Nel 1983, andò in onda un film con un peso incredibile: raccontava, in un modo mai visto prima in televisione, le drammatiche conseguenze di una guerra nucleare. In un’epoca segnata dalla Guerra Fredda, con tensioni crescenti tra Stati Uniti e Unione Sovietica, il film si inseriva in un contesto storico e politico estremamente delicato. Serie di spionaggio e thriller dominavano la scena, ma nessuna aveva osato tanto nel rappresentare l’orrore atomico. Era uno shock culturale: più di 100 milioni di americani assistettero alla trasmissione, e le reazioni furono così intense che la rete aprì un numero verde con psicologi a disposizione per offrire supporto immediato al pubblico. Quel film era The Day After.
Protagonisti della storia sono i residenti di Lawrence (Kansas) e Kansas City (Missouri), che vedono le loro vite distrutte da un’offensiva nucleare. Il medico Russell Oakes (Jason Robards), il giovane studente Stephen Klein (Steve Guttenberg) e la famiglia Dahlberg affrontano il caos e il dolore, mentre l’America dopo il disastro è raccontata senza filtri. Il film è frutto della regia di Nicholas Meyer, con una sceneggiatura di Edward Hume, un cast di volti credibili e una attenzione costante al realismo scientifico e emotivo. Il tono non è apocalittico per spettacolo, ma rappresentativo: la distruzione non si segnala per il clamore, ma per l’urgenza di consapevolezza.

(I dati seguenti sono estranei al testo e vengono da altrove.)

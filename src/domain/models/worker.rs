//! Worker domain model: one orchestrator-owned concurrency slot.

use chrono::{DateTime, Utc};
use serde::{Deserialize, Serialize};

#[derive(Debug, Clone, Copy, PartialEq, Eq, Hash, Serialize, Deserialize)]
#[serde(rename_all = "snake_case")]
pub enum WorkerStatus {
    Active,
    Idle,
    Dead,
}

impl WorkerStatus {
    pub fn as_str(&self) -> &'static str {
        match self {
            Self::Active => "active",
            Self::Idle => "idle",
            Self::Dead => "dead",
        }
    }

    #[allow(clippy::should_implement_trait)]
    pub fn from_str(s: &str) -> Option<Self> {
        match s {
            "active" => Some(Self::Active),
            "idle" => Some(Self::Idle),
            "dead" => Some(Self::Dead),
            _ => None,
        }
    }
}

#[derive(Debug, Clone, PartialEq, Serialize, Deserialize)]
pub struct Worker {
    pub id: i64,
    pub status: WorkerStatus,
    pub registered_at: DateTime<Utc>,
    pub last_heartbeat: DateTime<Utc>,
    pub current_task_id: Option<i64>,
    pub branch_name: Option<String>,
    pub total_claims: u64,
    pub completed_claims: u64,
    pub failed_claims: u64,
    pub total_invocations: u64,
}

impl Worker {
    pub fn register(id: i64) -> Self {
        let now = Utc::now();
        Self {
            id,
            status: WorkerStatus::Idle,
            registered_at: now,
            last_heartbeat: now,
            current_task_id: None,
            branch_name: None,
            total_claims: 0,
            completed_claims: 0,
            failed_claims: 0,
            total_invocations: 0,
        }
    }

    pub fn begin_claim(&mut self, task_id: i64) {
        self.status = WorkerStatus::Active;
        self.current_task_id = Some(task_id);
        self.total_claims += 1;
        self.last_heartbeat = Utc::now();
    }

    pub fn heartbeat(&mut self) {
        self.last_heartbeat = Utc::now();
    }

    pub fn finish_claim(&mut self, succeeded: bool) {
        if succeeded {
            self.completed_claims += 1;
        } else {
            self.failed_claims += 1;
        }
        self.current_task_id = None;
        self.status = WorkerStatus::Idle;
    }

    pub fn is_stale(&self, timeout: chrono::Duration, now: DateTime<Utc>) -> bool {
        now - self.last_heartbeat > timeout
    }
}

#[cfg(test)]
mod tests {
    use super::*;
    use chrono::Duration;

    #[test]
    fn registered_worker_is_idle() {
        let w = Worker::register(1);
        assert_eq!(w.status, WorkerStatus::Idle);
        assert!(w.current_task_id.is_none());
    }

    #[test]
    fn claim_lifecycle_updates_status_and_counters() {
        let mut w = Worker::register(1);
        w.begin_claim(42);
        assert_eq!(w.status, WorkerStatus::Active);
        assert_eq!(w.current_task_id, Some(42));
        assert_eq!(w.total_claims, 1);

        w.finish_claim(true);
        assert_eq!(w.status, WorkerStatus::Idle);
        assert_eq!(w.completed_claims, 1);
        assert!(w.current_task_id.is_none());
    }

    #[test]
    fn stale_detection_uses_heartbeat_timeout() {
        let mut w = Worker::register(1);
        w.last_heartbeat = Utc::now() - Duration::seconds(120);
        assert!(w.is_stale(Duration::seconds(60), Utc::now()));
        assert!(!w.is_stale(Duration::seconds(600), Utc::now()));
    }
}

Il dettaglio del numero verde è confermato dalle fonti: ABC aprì immediatamente un 1-800 number con counselor in servizio, pronti per rassicurare chi era rimasto sconvolto — i media dell’epoca parlarono di “psicologi in stand-by”, e ancora oggi il film resta uno dei pochi ad aver generato reazioni così vivide nella psiche collettiva. Non ci furono interruzioni pubblicitarie durante le scene del bombardamento; ABC trasmise addirittura un dibattito con Carl Sagan, Henry Kissinger ed Elie Wiesel per accompagnare il pubblico dalla finzione alla riflessione.
The Day After si mosse tra dramma e documentazione. Le vittime dell’esplosione e dell’inverno nucleare sono mostrate con crudezza, mentre la tensione sociale monta: saccheggi, esecuzioni sommarie e il collasso delle istituzioni diventano simboli potenti di una civiltà al limite. Effetti speciali realistici e scenografie devastate restano impressi nella memoria collettiva.
In Italia arrivò nove mesi dopo, su Rai 1, in un clima meno tesissimo ma non meno carico di pathos. Il tema della guerra nucleare era ancora vivo nella coscienza pubblica, e il film divenne parte delle discussioni civili su disarmo e consapevolezza.
The Day After non mirava a intrattenere: voleva scuotere. Rimane uno dei prodotti televisivi più influenti mai realizzati, tanto da suscitare paura reale nei suoi spettatori. Il numero verde non fu un espediente promozionale, ma la prova che l’immagine di una città ridotta in cenere poteva lasciare segni molto profondi nella coscienza del pubblico.